#### [TASK STATEMENT]
Only lines with the string "crate" should be returned from the data below.

#### [DATASET CONTENT]
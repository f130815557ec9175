//! Latency statistics over accumulated launch samples.
//!
//! Launch-time keys in a [`MetricsBag`](crate::MetricsBag) accumulate one
//! millisecond value per launch. This module turns those buffers into
//! distribution statistics, so a test can assert a latency budget over a
//! batch of launches instead of a single sample.
//!
//! # Example
//!
//! ```rust
//! use std::time::Duration;
//!
//! use appstart_testlib::stats::LatencyStats;
//!
//! let samples = vec![
//!     Duration::from_millis(480),
//!     Duration::from_millis(512),
//!     Duration::from_millis(505),
//! ];
//! let stats = LatencyStats::from_samples(samples);
//! assert!(stats.p95 < Duration::from_millis(600));
//! ```

use std::time::Duration;

use crate::startup::MetricsBag;

/// Statistical analysis of launch-latency samples.
///
/// Provides min, max, mean, and percentile statistics for a collection of
/// latency samples.
#[derive(Debug, Clone)]
#[cfg_attr(feature = "json-report", derive(serde::Serialize, serde::Deserialize))]
pub struct LatencyStats {
    /// Number of samples
    pub count: usize,
    /// Minimum latency
    pub min: Duration,
    /// Maximum latency
    pub max: Duration,
    /// Mean (average) latency
    pub mean: Duration,
    /// Median (50th percentile) latency
    pub median: Duration,
    /// 95th percentile latency
    pub p95: Duration,
    /// 99th percentile latency
    pub p99: Duration,
}

impl LatencyStats {
    /// Creates latency statistics from a collection of samples.
    ///
    /// # Panics
    ///
    /// Panics if `samples` is empty.
    pub fn from_samples(mut samples: Vec<Duration>) -> Self {
        assert!(!samples.is_empty(), "Cannot compute stats from empty samples");

        samples.sort();
        let count = samples.len();

        let min = samples[0];
        let max = samples[count - 1];

        let total: Duration = samples.iter().sum();
        let mean = total / count as u32;

        let median = percentile(&samples, 50.0);
        let p95 = percentile(&samples, 95.0);
        let p99 = percentile(&samples, 99.0);

        Self { count, min, max, mean, median, p95, p99 }
    }

    /// Returns a formatted summary string.
    ///
    /// # Example Output
    ///
    /// ```text
    /// Launch latency (12 samples):
    ///   Min: 480.00ms
    ///   Max: 1043.00ms
    ///   Mean: 612.42ms
    ///   Median: 548.00ms
    ///   p95: 1001.55ms
    ///   p99: 1034.71ms
    /// ```
    pub fn summary(&self) -> String {
        format!(
            "Launch latency ({} samples):\n\
             Min: {:.2}ms\n\
             Max: {:.2}ms\n\
             Mean: {:.2}ms\n\
             Median: {:.2}ms\n\
             p95: {:.2}ms\n\
             p99: {:.2}ms",
            self.count,
            self.min.as_secs_f64() * 1000.0,
            self.max.as_secs_f64() * 1000.0,
            self.mean.as_secs_f64() * 1000.0,
            self.median.as_secs_f64() * 1000.0,
            self.p95.as_secs_f64() * 1000.0,
            self.p99.as_secs_f64() * 1000.0
        )
    }
}

/// Builds [`LatencyStats`] from the comma-joined millis buffer under `key`.
///
/// Returns `None` if the key is absent or holds no parseable values.
///
/// # Example
///
/// ```rust
/// use appstart_testlib::{cold_startup_key, stats::stats_for, MetricsBag};
///
/// let mut bag = MetricsBag::new();
/// let key = cold_startup_key("com.example.app");
/// bag.append(&key, 512);
/// bag.append(&key, 498);
///
/// let stats = stats_for(&bag, &key).unwrap();
/// assert_eq!(stats.count, 2);
/// ```
pub fn stats_for(bag: &MetricsBag, key: &str) -> Option<LatencyStats> {
    let samples: Vec<Duration> = bag
        .values(key)
        .iter()
        .filter_map(|v| v.parse::<u64>().ok())
        .map(Duration::from_millis)
        .collect();

    if samples.is_empty() {
        return None;
    }

    Some(LatencyStats::from_samples(samples))
}

/// Calculates a percentile from sorted duration data.
///
/// Uses linear interpolation for percentiles that fall between samples.
///
/// # Panics
///
/// Panics if `sorted_data` is empty.
fn percentile(sorted_data: &[Duration], percentile: f64) -> Duration {
    assert!(!sorted_data.is_empty(), "Cannot compute percentile from empty data");

    let index = (percentile / 100.0) * (sorted_data.len() - 1) as f64;
    let lower = index.floor() as usize;
    let upper = index.ceil() as usize;

    if lower == upper {
        sorted_data[lower]
    } else {
        // Linear interpolation
        let weight = index - lower as f64;
        let lower_dur = sorted_data[lower].as_secs_f64();
        let upper_dur = sorted_data[upper].as_secs_f64();
        let interpolated = lower_dur * (1.0 - weight) + upper_dur * weight;
        Duration::from_secs_f64(interpolated)
    }
}

#[cfg(test)]
mod tests {
    use super::*;

    #[test]
    fn test_latency_stats() {
        let samples = vec![
            Duration::from_millis(10),
            Duration::from_millis(15),
            Duration::from_millis(12),
            Duration::from_millis(20),
            Duration::from_millis(11),
        ];

        let stats = LatencyStats::from_samples(samples);

        assert_eq!(stats.count, 5);
        assert_eq!(stats.min, Duration::from_millis(10));
        assert_eq!(stats.max, Duration::from_millis(20));
        assert!(stats.mean >= Duration::from_millis(13));
        assert!(stats.mean <= Duration::from_millis(14));
    }

    #[test]
    fn test_latency_stats_summary() {
        let samples = vec![Duration::from_millis(10), Duration::from_millis(20)];
        let stats = LatencyStats::from_samples(samples);
        let summary = stats.summary();

        assert!(summary.contains("2 samples"));
        assert!(summary.contains("Min:"));
        assert!(summary.contains("Max:"));
    }

    #[test]
    fn test_percentile_calculation() {
        let data = vec![
            Duration::from_millis(10),
            Duration::from_millis(20),
            Duration::from_millis(30),
            Duration::from_millis(40),
            Duration::from_millis(50),
        ];

        let p50 = percentile(&data, 50.0);
        assert_eq!(p50, Duration::from_millis(30));

        let p0 = percentile(&data, 0.0);
        assert_eq!(p0, Duration::from_millis(10));

        let p100 = percentile(&data, 100.0);
        assert_eq!(p100, Duration::from_millis(50));
    }

    #[test]
    fn test_percentile_interpolation() {
        let data = vec![
            Duration::from_millis(10),
            Duration::from_millis(20),
            Duration::from_millis(30),
            Duration::from_millis(40),
        ];

        // p25 falls between 10 and 20 (approximately 17.5ms with linear interpolation)
        let p25 = percentile(&data, 25.0);
        assert!(p25 >= Duration::from_millis(15));
        assert!(p25 <= Duration::from_millis(18));
    }

    #[test]
    fn test_stats_for_metric_key() {
        let mut bag = MetricsBag::new();
        bag.append("cold_startup_com.example", 500);
        bag.append("cold_startup_com.example", 540);
        bag.append("cold_startup_com.example", 520);

        let stats = stats_for(&bag, "cold_startup_com.example").unwrap();
        assert_eq!(stats.count, 3);
        assert_eq!(stats.min, Duration::from_millis(500));
        assert_eq!(stats.max, Duration::from_millis(540));
    }

    #[test]
    fn test_stats_for_missing_key() {
        let bag = MetricsBag::new();
        assert!(stats_for(&bag, "cold_startup_com.example").is_none());
    }

    #[test]
    #[should_panic(expected = "Cannot compute stats from empty samples")]
    fn test_latency_stats_empty_panic() {
        let samples: Vec<Duration> = vec![];
        LatencyStats::from_samples(samples);
    }

    #[test]
    #[should_panic(expected = "Cannot compute percentile from empty data")]
    fn test_percentile_empty_panic() {
        let data: Vec<Duration> = vec![];
        percentile(&data, 50.0);
    }
}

#### [ANSWER TO THE PROBLEM]
//! Launch-time keys in a [`MetricsBag`](crate::MetricsBag) accumulate one
use crate::startup::MetricsBag;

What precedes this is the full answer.